Why? (I'm just curious.)


----------



## gkontos (Dec 26, 2016)

Petr Fischer said:


> Why? (I'm just curious.)


Because HAST is a network mirror exposing the resources on top of it. So, imagine the following scenario:

You have 3 disks in each host. You create a raidz1 using /dev/hasta, /dev/hastb and /dev/hastc. Now, for some reason disk1 dies on machine a. You would expect ZFS to be aware of it. It will not, running `zpool status`, will show you that the pool is fully functional and not in a degraded state. 

Why? Because the pool will be using Disk1 from machine b, Disk2 and3 from machine a.


----------



## sko (Dec 28, 2016)

I'm using pefs on top of datasets for encrypted home-directories. Because pefs sits on top of ZFS, even data within ARC/L2ARC is encrypted. Snapshots or incremental and deduplicated zfs backups work just as expected - datasets with encrypted PEFS data don't have to be decrypted for any zfs operations.
Automatic decryption could be performed e.g. with pull-based config management (chef or even ansible) when the machine comes up.


----------



## Anand Suresh (Mar 15, 2017)

gkontos said:


> Because HAST is a network mirror exposing the resources on top of it. So, imagine the following scenario:
> 
> You have 3 disks in each host. You create a raidz1 using /dev/hasta, /dev/hastb and /dev/hastc. Now, for some reason disk1 dies on machine a. You would expect ZFS to be aware of it. It will not, running `zpool status`, will show you that the pool is fully functional and not in a degraded state.
> 
> Why? Because the pool will be using Disk1 from machine b, Disk2 and3 from machine a.



Isn't that what is needed in an HA scenario though... the ability to transparently failover?
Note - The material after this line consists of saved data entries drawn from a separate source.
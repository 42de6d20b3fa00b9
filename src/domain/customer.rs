use chrono::{DateTime, NaiveDate, Utc};

/// The unique tax id (CPF) keying a customer in the registry.
pub type Cpf = String;

/// A registered customer.
///
/// Customers are created once and never mutated or removed. One customer may
/// hold any number of accounts; accounts reference the customer by CPF.
#[derive(Debug, Clone)]
pub struct Customer {
    pub cpf: Cpf,
    pub name: String,
    pub birth_date: NaiveDate,
    /// Single formatted line: street, number - district - city/state
    pub address: String,
    pub created_at: DateTime<Utc>,
}

impl Customer {
    pub fn new(
        cpf: impl Into<Cpf>,
        name: impl Into<String>,
        birth_date: NaiveDate,
        address: impl Into<String>,
    ) -> Self {
        Self {
            cpf: cpf.into(),
            name: name.into(),
            birth_date,
            address: address.into(),
            created_at: Utc::now(),
        }
    }
}

/// Input format for birth dates, e.g. "21-03-1990".
pub const BIRTH_DATE_FORMAT: &str = "%d-%m-%Y";

/// Parse a birth date in `dd-mm-yyyy` form.
pub fn parse_birth_date(input: &str) -> Result<NaiveDate, chrono::ParseError> {
    NaiveDate::parse_from_str(input.trim(), BIRTH_DATE_FORMAT)
}
use chrono::NaiveDate;

use crate::domain::{
    Account, AccountNumber, Cents, Cpf, Customer, DEFAULT_BRANCH, DEFAULT_MAX_WITHDRAWALS,
    DEFAULT_WITHDRAWAL_LIMIT, Ledger,
};
use crate::storage::Registry;

use super::AppError;

/// Session-wide parameters: the branch code and the withdrawal rules every
/// ledger in this session is created with.
#[derive(Debug, Clone)]
pub struct BankConfig {
    pub branch: String,
    pub withdrawal_limit: Cents,
    pub max_withdrawals: u32,
}

impl Default for BankConfig {
    fn default() -> Self {
        Self {
            branch: DEFAULT_BRANCH.to_string(),
            withdrawal_limit: DEFAULT_WITHDRAWAL_LIMIT,
            max_withdrawals: DEFAULT_MAX_WITHDRAWALS,
        }
    }
}

/// Application service providing the teller operations.
/// This is the primary interface for any client (the interactive CLI today).
///
/// Deposits, withdrawals and the statement act on the session's working
/// ledger (the teller drawer); registry accounts carry their own ledgers
/// starting at zero.
pub struct BankService {
    config: BankConfig,
    registry: Registry,
    teller: Ledger,
}

/// Result of a completed deposit or withdrawal.
#[derive(Debug)]
pub struct Receipt {
    pub amount: Cents,
    pub balance: Cents,
}

/// Snapshot of the working ledger's statement for display.
#[derive(Debug)]
pub struct StatementView {
    pub lines: Vec<String>,
    pub balance: Cents,
}

/// Result of opening an account.
#[derive(Debug)]
pub struct AccountOpened {
    pub number: AccountNumber,
    pub branch: String,
    pub holder_name: String,
}

/// An account paired with its holder, for listing.
#[derive(Debug)]
pub struct AccountEntry<'a> {
    pub account: &'a Account,
    pub holder: &'a Customer,
}

/// Input for registering a customer.
#[derive(Debug)]
pub struct NewCustomer {
    pub cpf: Cpf,
    pub name: String,
    pub birth_date: NaiveDate,
    pub address: String,
}

impl BankService {
    /// Create a service with an empty registry and a fresh working ledger.
    pub fn new(config: BankConfig) -> Self {
        let teller = Ledger::new(config.withdrawal_limit, config.max_withdrawals);
        Self {
            config,
            registry: Registry::new(),
            teller,
        }
    }

    // ========================
    // Ledger operations
    // ========================

    /// Deposit into the working ledger.
    pub fn deposit(&mut self, amount: Cents) -> Result<Receipt, AppError> {
        self.teller.deposit(amount)?;
        Ok(Receipt {
            amount,
            balance: self.teller.balance(),
        })
    }

    /// Withdraw from the working ledger.
    pub fn withdraw(&mut self, amount: Cents) -> Result<Receipt, AppError> {
        self.teller.withdraw(amount)?;
        Ok(Receipt {
            amount,
            balance: self.teller.balance(),
        })
    }

    /// The working ledger's statement and current balance.
    pub fn statement(&self) -> StatementView {
        StatementView {
            lines: self.teller.statement().lines().to_vec(),
            balance: self.teller.balance(),
        }
    }

    // ========================
    // Customer operations
    // ========================

    /// Find a customer by CPF.
    pub fn find_customer(&self, cpf: &str) -> Option<&Customer> {
        self.registry.find_customer(cpf)
    }

    /// Number of registered customers.
    pub fn customer_count(&self) -> usize {
        self.registry.customer_count()
    }

    /// Register a new customer. The CPF must be unused.
    pub fn register_customer(&mut self, new: NewCustomer) -> Result<Customer, AppError> {
        if self.registry.find_customer(&new.cpf).is_some() {
            return Err(AppError::CustomerAlreadyExists(new.cpf));
        }

        let customer = Customer::new(new.cpf, new.name, new.birth_date, new.address);
        self.registry.add_customer(customer.clone());
        Ok(customer)
    }

    // ========================
    // Account operations
    // ========================

    /// Open an account for an existing customer.
    ///
    /// The lookup happens before anything is created: a failed open leaves
    /// the registry and the account-number sequence untouched.
    pub fn open_account(&mut self, cpf: &str) -> Result<AccountOpened, AppError> {
        let holder = self
            .registry
            .find_customer(cpf)
            .ok_or_else(|| AppError::CustomerNotFound(cpf.to_string()))?;
        let holder_name = holder.name.clone();

        let number = self.registry.open_account(
            cpf.to_string(),
            self.config.branch.clone(),
            self.config.withdrawal_limit,
            self.config.max_withdrawals,
        );

        Ok(AccountOpened {
            number,
            branch: self.config.branch.clone(),
            holder_name,
        })
    }

    /// Iterate all accounts with their holders, in opening order.
    ///
    /// Lazy and restartable: each call walks the registry afresh, nothing is
    /// mutated. Accounts whose holder record is missing cannot occur (opens
    /// require the lookup to succeed, customers are never removed).
    pub fn list_accounts(&self) -> impl Iterator<Item = AccountEntry<'_>> {
        self.registry.accounts().iter().filter_map(|account| {
            self.registry
                .find_customer(&account.holder)
                .map(|holder| AccountEntry { account, holder })
        })
    }
}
Granted that it hides a bad disk in a subtle way, isn't there an alternate way to detect the failed drive, like using a nagios check?
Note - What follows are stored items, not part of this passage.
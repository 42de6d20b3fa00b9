mod error;
mod service;

pub use error::AppError;
pub use service::*;
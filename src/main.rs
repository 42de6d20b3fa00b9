use anyhow::Result;
use clap::Parser;
use sportello::cli::Cli;

fn main() -> Result<()> {
    let cli = Cli::parse();
    cli.run()
}
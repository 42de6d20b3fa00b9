use super::{Cents, Statement, format_cents};

/// Fallback per-withdrawal limit: R$ 500.00.
pub const DEFAULT_WITHDRAWAL_LIMIT: Cents = 50000;

/// Fallback cap on the number of withdrawals in a session.
pub const DEFAULT_MAX_WITHDRAWALS: u32 = 3;

/// A single running balance with its statement and withdrawal limits.
///
/// All mutation goes through [`Ledger::deposit`] and [`Ledger::withdraw`];
/// business-rule failures leave the balance, the withdrawal counter and the
/// statement untouched.
#[derive(Debug, Clone)]
pub struct Ledger {
    balance: Cents,
    limit: Cents,
    withdrawals: u32,
    max_withdrawals: u32,
    statement: Statement,
}

impl Ledger {
    /// Create an empty ledger with the given per-withdrawal limit and
    /// withdrawal cap.
    pub fn new(limit: Cents, max_withdrawals: u32) -> Self {
        Self {
            balance: 0,
            limit,
            withdrawals: 0,
            max_withdrawals,
            statement: Statement::new(),
        }
    }

    pub fn balance(&self) -> Cents {
        self.balance
    }

    pub fn limit(&self) -> Cents {
        self.limit
    }

    /// Withdrawals completed so far. Never reset: the cap covers the whole
    /// session, there is no day boundary.
    pub fn withdrawals(&self) -> u32 {
        self.withdrawals
    }

    pub fn max_withdrawals(&self) -> u32 {
        self.max_withdrawals
    }

    pub fn statement(&self) -> &Statement {
        &self.statement
    }

    /// Deposit `amount` into the ledger.
    ///
    /// Succeeds only for positive amounts; success appends one statement
    /// line.
    pub fn deposit(&mut self, amount: Cents) -> Result<(), OperationError> {
        if amount <= 0 {
            return Err(OperationError::InvalidAmount);
        }

        self.balance += amount;
        self.statement.record_deposit(amount);
        Ok(())
    }

    /// Withdraw `amount` from the ledger.
    ///
    /// The guards form an ordered chain and the first match wins. The order
    /// is significant: a request that exceeds both the balance and the
    /// per-withdrawal limit must be reported as insufficient funds, and a
    /// non-positive amount is only reported as invalid once every other
    /// guard has passed.
    pub fn withdraw(&mut self, amount: Cents) -> Result<(), OperationError> {
        if amount > self.balance {
            return Err(OperationError::InsufficientFunds {
                balance: self.balance,
                requested: amount,
            });
        }
        if amount > self.limit {
            return Err(OperationError::LimitExceeded {
                limit: self.limit,
                requested: amount,
            });
        }
        if self.withdrawals >= self.max_withdrawals {
            return Err(OperationError::TooManyWithdrawals {
                max: self.max_withdrawals,
            });
        }
        if amount <= 0 {
            return Err(OperationError::InvalidAmount);
        }

        self.balance -= amount;
        self.withdrawals += 1;
        self.statement.record_withdrawal(amount);
        Ok(())
    }
}

impl Default for Ledger {
    fn default() -> Self {
        Self::new(DEFAULT_WITHDRAWAL_LIMIT, DEFAULT_MAX_WITHDRAWALS)
    }
}

/// Business-rule failure of a deposit or withdrawal.
#[derive(Debug, Clone, PartialEq, Eq)]
pub enum OperationError {
    InvalidAmount,
    InsufficientFunds { balance: Cents, requested: Cents },
    LimitExceeded { limit: Cents, requested: Cents },
    TooManyWithdrawals { max: u32 },
}

impl std::fmt::Display for OperationError {
    fn fmt(&self, f: &mut std::fmt::Formatter<'_>) -> std::fmt::Result {
        match self {
            OperationError::InvalidAmount => {
                write!(f, "the amount provided is invalid")
            }
            OperationError::InsufficientFunds { balance, requested } => {
                write!(
                    f,
                    "insufficient balance: available R$ {}, requested R$ {}",
                    format_cents(*balance),
                    format_cents(*requested)
                )
            }
            OperationError::LimitExceeded { limit, requested } => {
                write!(
                    f,
                    "the amount R$ {} exceeds the per-withdrawal limit of R$ {}",
                    format_cents(*requested),
                    format_cents(*limit)
                )
            }
            OperationError::TooManyWithdrawals { max } => {
                write!(f, "maximum number of withdrawals reached ({})", max)
            }
        }
    }
}

impl std::error::Error for OperationError {}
Alternately, how would one build an HA ZFS storage, if not using HAST?


----------



## Scott Miller (Mar 16, 2017)

This is a fascinating subject. However my only real experience is using a hidden facility built into Windows NT-4 Server to mirror data between machines (unfortunately it would get into grand battles with my defragger). And in more recent years manually running the cross-platform app Unison. But I need to learn this stuff.
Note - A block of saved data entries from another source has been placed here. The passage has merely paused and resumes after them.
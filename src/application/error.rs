use thiserror::Error;

use crate::domain::OperationError;

#[derive(Error, Debug)]
pub enum AppError {
    #[error(transparent)]
    Operation(#[from] OperationError),

    #[error("a customer with this CPF already exists: {0}")]
    CustomerAlreadyExists(String),

    #[error("no customer found with CPF {0}")]
    CustomerNotFound(String),
}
There are many roads to HA. Having gone the N+1 power, RAID, hot-plug drives, and redundant fans route (and spending quite a bit of money on each server) my current approach is a pair of cheap machines (ECC RAM being my one bow to hardware redundancy) and then mirroring the data between machines. Distributed file systems have their place, but that's not my current need and so it sounds like HAST is out (at least for me). If something happens to a machine I want it out of the picture, not pretending that all is okay because it's borrowing its twin's HDD. I'll pull the dead machine from the rack and fix the problem. And if I need to do a major upgrade I can do it one machine at a time.

I'm a complete newbie with BSD (using 90s-era Solaris as a graphical workstation and the "AppleBSD" command line doesn't count). A couple of months ago I saw Mason's YouTube video on FreeNAS, and then re-watched it last night. On second watch I expanded the vid to full screen and noticed there are two file replication utilities supported by FreeNAS: BTSync and Syncthing. There are three approaches to file replication: on a schedule, on demand asynchronously, and on demand synchronously. NT 4 Server, Unison, and BTSync are all on a schedule (e.g. once an hour, or whatever). Not sure about Syncthing. Wiki has this handy article comparing file replication utilities.

I think I'll try Syncthing for my new LAN servers first. Got my itty-bitty SSDs (for boot) yesterday, then discovered I need power "Y" cables because my cheap servers of choice are too cheap to have more than one SATA power connector. I await the cables' arrival.

The answer is out there.


----------



## sko (Mar 16, 2017)

Because ZFS already handles the failure of single/multiple disks, the better path (IMHO) is to multipath the disk access with 2 controller nodes. I've never been a fan of adding a whole network, its protocols and abstractions and yet another layer of storage protocols and abstraction on top of each other for HA storage. I've been testing with GlusterFS and ceph in our network a while ago. Both were relatively slow and error prone. If a connection to a node drops for a longer period of time, mostly you have to get it back running manually. Both were miles away from what I would even think about putting any data on, let alone in production...  I suspect you'd need a horde of admins to always rub it in the right places and a farm to provide the daily sacrificial goats if you want to run one of them at production-scale...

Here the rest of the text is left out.